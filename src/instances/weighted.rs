//! # Weighted CNF Instances
//!
//! The output of all encoders: a CNF together with literal weights, the
//! number of allocated variables, query variables, and annotations.

use std::{io, path::Path};

use crate::{
    encodings::EncodeStats,
    types::{Lit, Var, WeightTable},
};

use super::{fio, Cnf};

/// A declared query, resolved to the variable whose marginal is asked for
#[derive(Clone, PartialEq, Eq, Debug)]
#[cfg_attr(feature = "serde", derive(serde::Serialize, serde::Deserialize))]
pub struct Query {
    /// Human readable name of the queried proposition
    pub label: String,
    /// The variable of the queried proposition
    pub var: Var,
}

impl Query {
    /// Gets the DIMACS id of the queried variable
    #[must_use]
    pub fn id(&self) -> u32 {
        self.var.to_dimacs()
    }
}

/// A weighted CNF instance for weighted model counting
#[derive(Clone, PartialEq, Debug, Default)]
#[cfg_attr(feature = "serde", derive(serde::Serialize, serde::Deserialize))]
pub struct WeightedCnf {
    cnf: Cnf,
    weights: WeightTable,
    n_vars: u32,
    queries: Vec<Query>,
    comments: Vec<String>,
    legend: Vec<(Var, String)>,
}

impl WeightedCnf {
    /// Creates a new instance over `n_vars` variables
    #[must_use]
    pub fn new(cnf: Cnf, weights: WeightTable, n_vars: u32) -> Self {
        Self {
            cnf,
            weights,
            n_vars,
            ..Default::default()
        }
    }

    /// Gets the clauses of the instance
    #[must_use]
    pub fn cnf(&self) -> &Cnf {
        &self.cnf
    }

    /// Gets the literal weights of the instance
    #[must_use]
    pub fn weights(&self) -> &WeightTable {
        &self.weights
    }

    /// Gets the number of variables. Weights are written for exactly this
    /// many variables.
    #[must_use]
    pub fn n_vars(&self) -> u32 {
        self.n_vars
    }

    /// Gets the declared queries in declaration order
    #[must_use]
    pub fn queries(&self) -> &[Query] {
        &self.queries
    }

    /// Gets the header comments
    #[must_use]
    pub fn comments(&self) -> &[String] {
        &self.comments
    }

    /// Gets the labelled variables in allocation order
    #[must_use]
    pub fn legend(&self) -> &[(Var, String)] {
        &self.legend
    }

    /// Adds a header comment line
    pub fn add_comment<S: Into<String>>(&mut self, comment: S) {
        self.comments.push(comment.into());
    }

    /// Labels a variable with the proposition it stands for
    pub fn set_label<S: Into<String>>(&mut self, var: Var, label: S) {
        self.legend.push((var, label.into()));
    }

    /// Declares a query for the marginal of a variable
    pub fn add_query<S: Into<String>>(&mut self, label: S, var: Var) {
        self.queries.push(Query {
            label: label.into(),
            var,
        });
    }

    /// Fixes the value of a variable with a unit clause
    pub fn add_evidence(&mut self, var: Var, value: bool) {
        self.cnf.add_unit(var.lit(value));
    }

    /// Adds a clause-level constraint, e.g., to condition on more complex
    /// evidence
    pub fn add_clause<I: IntoIterator<Item = Lit>>(&mut self, lits: I) {
        self.cnf.add_clause(lits.into_iter().collect());
    }

    /// Looks up the variable of a label
    #[must_use]
    pub fn lookup(&self, label: &str) -> Option<Var> {
        self.legend
            .iter()
            .find_map(|(var, l)| (l == label).then_some(*var))
    }

    /// Writes the instance to a DIMACS file
    ///
    /// # Errors
    ///
    /// If writing fails, returns [`io::Error`].
    pub fn write_dimacs<W: io::Write>(
        &self,
        writer: &mut W,
        opts: fio::dimacs::Options,
    ) -> Result<(), io::Error> {
        fio::dimacs::write_weighted_cnf(writer, self, opts)
    }

    /// Writes the instance to a DIMACS file at a path. With feature
    /// `compression`, `.bz2`, `.gz` and `.xz` paths are compressed.
    ///
    /// # Errors
    ///
    /// If the file cannot be created or writing fails, returns [`io::Error`].
    pub fn write_dimacs_path<P: AsRef<Path>>(
        &self,
        path: P,
        opts: fio::dimacs::Options,
    ) -> Result<(), io::Error> {
        let mut writer = fio::open_compressed_uncompressed_write(path)?;
        self.write_dimacs(&mut writer, opts)?;
        writer.finish()
    }
}

impl EncodeStats for WeightedCnf {
    fn n_clauses(&self) -> usize {
        self.cnf.len()
    }

    fn n_vars(&self) -> u32 {
        self.n_vars
    }
}
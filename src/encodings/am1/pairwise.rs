//! # Pairwise At-Most-1 Encoding
//!
//! One binary clause per unordered pair of input literals. Quadratic in the
//! number of inputs but needs no auxiliary variables.
//!
//! ## References
//!
//! - Steven D. Prestwich: _CNF Encodings_, in Handbook of Satisfiability 2021.

use super::Encode;
use crate::{
    clause,
    encodings::{CollectClauses, EncodeStats},
    instances::ManageVars,
    types::Lit,
};

/// Implementation of the pairwise at-most-1 encoding.
#[derive(Default, Debug, Clone)]
pub struct Pairwise {
    /// Input literals
    in_lits: Vec<Lit>,
    /// The number of clauses in the encoding
    n_clauses: usize,
}

impl Encode for Pairwise {
    fn encode<Col>(&mut self, collector: &mut Col, _var_manager: &mut dyn ManageVars)
    where
        Col: CollectClauses,
    {
        let prev_clauses = collector.n_clauses();
        let lits = &self.in_lits;
        let clause_iter = (0..lits.len()).flat_map(|first| {
            (first + 1..lits.len()).map(move |second| clause![!lits[first], !lits[second]])
        });
        collector.extend(clause_iter);
        self.n_clauses = collector.n_clauses() - prev_clauses;
    }
}

impl EncodeStats for Pairwise {
    fn n_clauses(&self) -> usize {
        self.n_clauses
    }

    fn n_vars(&self) -> u32 {
        0
    }
}

impl From<Vec<Lit>> for Pairwise {
    fn from(lits: Vec<Lit>) -> Self {
        Self {
            in_lits: lits,
            n_clauses: Default::default(),
        }
    }
}

impl FromIterator<Lit> for Pairwise {
    fn from_iter<T: IntoIterator<Item = Lit>>(iter: T) -> Self {
        Self {
            in_lits: Vec::from_iter(iter),
            n_clauses: Default::default(),
        }
    }
}
//! # Probabilistic Models
//!
//! In-memory representations of the models the encoders consume: Bayesian
//! networks with conditional probability tables ([`network`]) and ground
//! probabilistic logic programs ([`program`]). Both are built through small
//! builder APIs by a front end and are read-only input to the encoders.

use thiserror::Error;

pub mod network;
pub use network::{BayesNet, Cpd, Node, NodeId};

pub mod program;
pub use program::{AnnotatedDisjunction, BodyLit, GroundProgram, ProbFact, Rule, Statement};

/// Errors detected while building a model
#[derive(Error, Debug, Clone, PartialEq, Eq)]
pub enum ModelError {
    /// A parent was referenced before being added
    #[error("parent `{parent}` of `{node}` is not a node of the network")]
    UnknownParent {
        /// The node being added
        node: String,
        /// The missing parent
        parent: String,
    },
    /// A node id that does not belong to the network
    #[error("node id {0} is out of range")]
    UnknownNode(usize),
    /// A node without states
    #[error("node `{0}` has no states")]
    NoStates(String),
    /// A state name appearing twice for the same node
    #[error("state `{state}` of node `{node}` is declared twice")]
    DuplicateState {
        /// Node name
        node: String,
        /// State name
        state: String,
    },
    /// A state name that is not declared for a node
    #[error("node `{node}` has no state `{state}`")]
    UnknownState {
        /// Node name
        node: String,
        /// State name
        state: String,
    },
    /// A table or parent assignment of the wrong size
    #[error("expected {expected} entries for `{node}`, found {found}")]
    WrongLength {
        /// Node name
        node: String,
        /// Expected number of entries
        expected: usize,
        /// Given number of entries
        found: usize,
    },
    /// A disjunction without alternatives
    #[error("probabilistic disjunction without alternatives")]
    EmptyDisjunction,
}
//! # Literal Weights
//!
//! Weighted model counting assigns independent weights to both literals of a
//! variable. The weight table stores these pairs by variable index.

use std::fmt;

use super::Var;

/// The weights of the positive and the negative literal of a variable
#[derive(Clone, Copy, PartialEq, Debug)]
#[cfg_attr(feature = "serde", derive(serde::Serialize, serde::Deserialize))]
pub struct Weight {
    /// Weight of the positive literal
    pub pos: f64,
    /// Weight of the negative literal
    pub neg: f64,
}

impl Weight {
    /// The weight of a variable that carries no probability
    pub const NEUTRAL: Weight = Weight { pos: 1., neg: 1. };

    /// Creates a new weight pair
    #[must_use]
    pub fn new(pos: f64, neg: f64) -> Self {
        Self { pos, neg }
    }

    /// Gets the weight of the literal with the given polarity
    #[inline]
    #[must_use]
    pub fn of(&self, value: bool) -> f64 {
        if value {
            self.pos
        } else {
            self.neg
        }
    }
}

impl Default for Weight {
    fn default() -> Self {
        Weight::NEUTRAL
    }
}

impl fmt::Display for Weight {
    fn fmt(&self, f: &mut fmt::Formatter<'_>) -> fmt::Result {
        write!(f, "{} {}", self.pos, self.neg)
    }
}

/// Mapping from variables to literal weights. Variables that were never
/// assigned a weight have the neutral weight `(1, 1)`.
#[derive(Clone, PartialEq, Debug, Default)]
#[cfg_attr(feature = "serde", derive(serde::Serialize, serde::Deserialize))]
pub struct WeightTable {
    weights: Vec<Option<Weight>>,
}

impl WeightTable {
    /// Creates an empty weight table
    #[must_use]
    pub fn new() -> Self {
        Self::default()
    }

    /// Creates a weight table for `n_vars` variables, all unassigned
    #[must_use]
    pub fn with_vars(n_vars: u32) -> Self {
        Self {
            weights: vec![None; n_vars as usize],
        }
    }

    /// Sets the weight of a variable, growing the table if needed
    pub fn set(&mut self, var: Var, weight: Weight) {
        if var.idx() >= self.weights.len() {
            self.weights.resize(var.idx() + 1, None);
        }
        self.weights[var.idx()] = Some(weight);
    }

    /// Gets the weight of a variable, defaulting to the neutral weight
    #[must_use]
    pub fn get(&self, var: Var) -> Weight {
        self.weights
            .get(var.idx())
            .copied()
            .flatten()
            .unwrap_or(Weight::NEUTRAL)
    }

    /// Gets the number of variables covered by the table
    #[must_use]
    pub fn len(&self) -> usize {
        self.weights.len()
    }

    /// Checks if the table is empty
    #[must_use]
    pub fn is_empty(&self) -> bool {
        self.weights.is_empty()
    }

    /// Iterates over the weights of the first `n_vars` variables in index
    /// order, filling in neutral weights where none was assigned
    pub fn iter(&self, n_vars: u32) -> impl Iterator<Item = (Var, Weight)> + '_ {
        (0..n_vars).map(|idx| {
            let var = Var::new(idx);
            (var, self.get(var))
        })
    }
}
/// A disjunction group: alternatives that are mutually exclusive and, given
/// the guard, collectively exhaustive
struct Group<'prog> {
    stmt: usize,
    alternatives: Vec<Lit>,
    body: &'prog [BodyLit],
}

/// Clause accumulator for the rules of one head
struct Definition<'prog> {
    head: Var,
    head_name: &'prog str,
    bodies: Vec<&'prog [BodyLit]>,
}

/// Encodes a ground program including its evidence and queries
///
/// # Errors
///
/// - [`Error::DuplicateVariable`] if an atom is declared as a fact or
///   alternative more than once, or is both probabilistic and a rule head,
/// - [`Error::Distribution`] if a probability is outside of `[0, 1]` or the
///   probabilities of a disjunction sum to more than one,
/// - [`Error::UnresolvedReference`] if a body, evidence or a query
///   references an undeclared atom.
pub fn encode(prog: &GroundProgram, opts: &Options) -> Result<WeightedCnf, Error> {
    log::debug!(
        "encoding program `{}` with {} statements",
        prog.name(),
        prog.statements().len()
    );
    let mut var_manager = KeyedVarManager::<Key>::new();
    let mut weights = WeightTable::new();
    let mut groups = vec![];
    let mut definitions: Vec<Definition> = vec![];
    let mut definition_idx: RsHashMap<&str, usize> = RsHashMap::default();

    for (stmt, statement) in prog.statements().iter().enumerate() {
        match statement {
            Statement::Fact(fact) => {
                check_prob(&fact.atom, fact.prob)?;
                let var = var_manager.register(Key::Atom(fact.atom.clone()))?;
                weights.set(var, Weight::new(fact.prob, 1. - fact.prob));
            }
            Statement::Disjunction(ad) => {
                groups.push(allocate_group(
                    stmt,
                    ad,
                    opts.tolerance,
                    &mut var_manager,
                    &mut weights,
                )?);
            }
            Statement::Rule(rule) => match definition_idx.get(rule.head.as_str()) {
                Some(&idx) => definitions[idx].bodies.push(rule.body.as_slice()),
                None => {
                    let head = var_manager.register(Key::Atom(rule.head.clone()))?;
                    definition_idx.insert(&rule.head, definitions.len());
                    definitions.push(Definition {
                        head,
                        head_name: &rule.head,
                        bodies: vec![rule.body.as_slice()],
                    });
                }
            },
        }
    }

    let mut cnf = Cnf::new();
    for group in &groups {
        encode_group(group, &mut cnf, &mut var_manager)?;
    }
    for def in &definitions {
        encode_definition(def, &mut cnf, &mut var_manager)?;
    }

    let mut inst = WeightedCnf::new(cnf, weights, var_manager.n_used());
    inst.add_comment(format!("program {}", prog.name()));
    for (var, key) in var_manager.iter() {
        inst.set_label(var, key.to_string());
    }
    for (atom, value) in prog.evidence() {
        let var = resolve(&var_manager, atom)?;
        inst.add_evidence(var, *value);
    }
    for atom in prog.queries() {
        let var = resolve(&var_manager, atom)?;
        inst.add_query(atom.clone(), var);
    }
    log::debug!(
        "encoded `{}` into {} variables and {} clauses",
        prog.name(),
        EncodeStats::n_vars(&inst),
        inst.n_clauses()
    );
    Ok(inst)
}

fn check_prob(atom: &str, prob: f64) -> Result<(), Error> {
    if (0. ..=1.).contains(&prob) {
        return Ok(());
    }
    Err(Error::Distribution {
        node: atom.to_string(),
        assignment: String::new(),
        issue: DistributionIssue::OutOfRange(atom.to_string(), prob),
    })
}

=-=-=-=-=

EXERCISE DESCRIPTION - Copy all lines from the material above that hold the word "Writes".

RESULT FOR THIS TASK -
    /// Writes the instance to a DIMACS file
    /// Writes the instance to a DIMACS file at a path. With feature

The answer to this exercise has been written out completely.